Auditory Brainstem Evoked Responses In Migraine Patients

D Kaushaln, S Munjal, M Modi, N Panda

Keywords

brainstem auditory evoked potentials, migraine

Citation

D Kaushaln, S Munjal, M Modi, N Panda. Auditory Brainstem Evoked Responses In Migraine Patients. The Internet Journal of Neurology. 2008 Volume 10 Number 2.

Abstract


Introduction:
Migraine is a painful neurological condition and the pathogenesis of migraine is not completely understood. Some researchers are of opinion that cortex may be involved whereas others hold the brainstem responsible.
Aim: The aim of the present study was to evaluate the brainstem auditory evoked potentials in patients with migraine.
Methodology:25 patients in the age range of 10-45 years, diagnosed as having migraine (with or without aura) were taken as the study group. Out of these 25 subjects, 6 (4 males, 2 females) subjects reported headache during the testing period. Control group consisted of 25 healthy subjects in the age range of 10 to 45 years with no complaint of migraine. Brainstem auditory evoked potentials were recorded using insert ear phones.
Results: There was a significant difference between absolute latencies of study group and control group. Similarly, significant results were obtained for interpeak latencies between control and study group. It was observed that prolongation in interpeak latency was reported in those subjects who had an acute attack of migraine during ABR testing.
Conclusion: It is concluded that there is an involvement of brainstem structures during migraine attack and this is supported by the prolongation of interpeak latencies of waves in ABER. Therefore, Auditory brainstem evoked responses can be used as an effective tool in making the neurophysiological evaluation of the auditory pathway which further plays an important role in the explanation of pathophysiology of migraine.

 

Introduction

Migraine is a painful neurological condition in which the most common symptom is an intense and disabling episodic headache. It is usually characterized by severe pain on one or both sides of head and accompanied by photophobia (hypersensitivity to light), phonophobia (hypersensitivity to sound) and nausea. Migraine is a frustrating chronic illness that is widespread in the population (10% diagnosed, 5% undiagnosed), with seriousness varying from a rare annoyance to a life-threatening daily experience. Three-fourths of adult migraine patients are female, although pre-pubertal migraine affects approximately equal numbers of boys and girls. There are four phases of migraine attack. These are:

  1. The prodrome, which occurs hours or days before the headache.

  2. The aura, which immediately precedes the headache.

  3. The pain phase, or headache phase.

  4. The postdrome.

* The diagnosis of migraine without aura, according to the International Headache Society, can be made according to the following criteria - 5 or more attacks, 4 hours to 3 days in duration, 2 or more of - unilateral location, pulsating quality, moderate to severe pain, aggravation by or avoidance of routine physical activity and 1 or more accompanying symptoms - nausea and/or vomiting, photophobia, phonophobia (“5, 4, 3, 2, 1 criteria”).
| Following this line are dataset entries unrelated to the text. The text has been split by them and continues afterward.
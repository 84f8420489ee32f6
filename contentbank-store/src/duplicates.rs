use contentbank_model::{DuplicateGroupResolver, EntityId, Result};
use rusqlite::{Connection, params};

/// Strict duplicate groups: same type, same content, same content format.
#[derive(Debug, Default, Clone, Copy)]
pub struct ExactDuplicateResolver;

impl DuplicateGroupResolver for ExactDuplicateResolver {
    fn group_entity_ids(
        &self,
        conn: &Connection,
        representative: EntityId,
    ) -> Result<Vec<EntityId>> {
        let mut stmt = conn.prepare(
            "SELECT other.id FROM entities rep
             JOIN entities other
               ON other.entity_type = rep.entity_type
              AND other.content = rep.content
              AND other.content_format = rep.content_format
             WHERE rep.id = ?1
             ORDER BY other.id",
        )?;
        let ids = stmt
            .query_map(params![representative], |row| row.get(0))?
            .collect::<rusqlite::Result<Vec<EntityId>>>()?;
        Ok(ids)
    }
}
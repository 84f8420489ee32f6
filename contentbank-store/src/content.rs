//! Readers for the content tables.
//!
//! Free functions over a borrowed connection so they can run inside a caller's
//! transaction as well as on a plain connection.

use contentbank_model::{Entity, EntityId, Entry, EntryId, Result, Version, VersionId, VersionStatus};
use rusqlite::{Connection, OptionalExtension, Row, params};

type RawVersion = (VersionId, EntryId, EntityId, i64, Option<String>);

fn version_columns(with_status: bool) -> &'static str {
    if with_status {
        "id, entry_id, entity_id, version, status"
    } else {
        "id, entry_id, entity_id, version, NULL"
    }
}

fn read_raw_version(row: &Row<'_>) -> rusqlite::Result<RawVersion> {
    Ok((row.get(0)?, row.get(1)?, row.get(2)?, row.get(3)?, row.get(4)?))
}

fn into_version(raw: RawVersion) -> Result<Version> {
    let (id, entry_id, entity_id, version, status) = raw;
    let status = match status {
        Some(s) => s.parse()?,
        None => VersionStatus::Ready,
    };
    Ok(Version {
        id,
        entry_id,
        entity_id,
        version,
        status,
    })
}

/// The version row binding `entity_id` to its entry.
///
/// `with_status` is false on schemas without a status column; every version
/// then reads as ready.
pub fn version_for_entity(
    conn: &Connection,
    entity_id: EntityId,
    with_status: bool,
) -> Result<Option<Version>> {
    let sql = format!(
        "SELECT {} FROM versions WHERE entity_id = ?1 ORDER BY id LIMIT 1",
        version_columns(with_status)
    );
    let raw = conn
        .query_row(&sql, params![entity_id], read_raw_version)
        .optional()?;
    raw.map(into_version).transpose()
}

/// All versions of an entry, newest first.
pub fn versions_of_entry(
    conn: &Connection,
    entry_id: EntryId,
    with_status: bool,
) -> Result<Vec<Version>> {
    let sql = format!(
        "SELECT {} FROM versions WHERE entry_id = ?1 ORDER BY version DESC",
        version_columns(with_status)
    );
    let mut stmt = conn.prepare(&sql)?;
    let raws = stmt
        .query_map(params![entry_id], read_raw_version)?
        .collect::<rusqlite::Result<Vec<_>>>()?;
    raws.into_iter().map(into_version).collect()
}

pub fn get_entity(conn: &Connection, id: EntityId) -> Result<Option<Entity>> {
    let entity = conn
        .query_row(
            "SELECT id, entity_type, name, content, content_format, created_at
             FROM entities WHERE id = ?1",
            params![id],
            |row| {
                Ok(Entity {
                    id: row.get(0)?,
                    entity_type: row.get(1)?,
                    name: row.get(2)?,
                    content: row.get(3)?,
                    content_format: row.get(4)?,
                    created_at: row.get(5)?,
                })
            },
        )
        .optional()?;
    Ok(entity)
}

pub fn get_entry(conn: &Connection, id: EntryId) -> Result<Option<Entry>> {
    let entry = conn
        .query_row(
            "SELECT id, category_id, context_id FROM entries WHERE id = ?1",
            params![id],
            |row| {
                Ok(Entry {
                    id: row.get(0)?,
                    category_id: row.get(1)?,
                    context_id: row.get(2)?,
                })
            },
        )
        .optional()?;
    Ok(entry)
}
For migraine with aura, only two attacks are required to justify the diagnosis.

Auditory brainstem evoked potentials (ABEPs) in non-invasive and reliable electrophysiological method to assess the function of brainstem structures travested by auditory pathways. For detection of cerebral dysfunctions such as vertebrobasilar failure and transient ischemic attack which may involve the brainstem structures of the acoustic pathway, similar to migraine, the use ABEPs rather than VEPs has been preferred. Several studies have been conducted to explain the pathophysiology of migraine. Neurophysiological examination, especially auditory evoked potentials which enable us to make the neurophysiological evaluation of the auditory pathway play an important role in the explanation of pathophysiology of primary headaches, especially migraine. Studies shows that there was a significant prolongation of waves III and IV latencies of brainstem auditory evoked potentials in migraine patients [Zgorzalewicz M., 2005]. Moreover, there was a study in which sudden sensorineural hearing loss is reported in a patient during migraine attacks (A.F. Lipkins et al). Functional neuroimaging studies in patients with migraine during pain attacks had shown the activation of brainstem.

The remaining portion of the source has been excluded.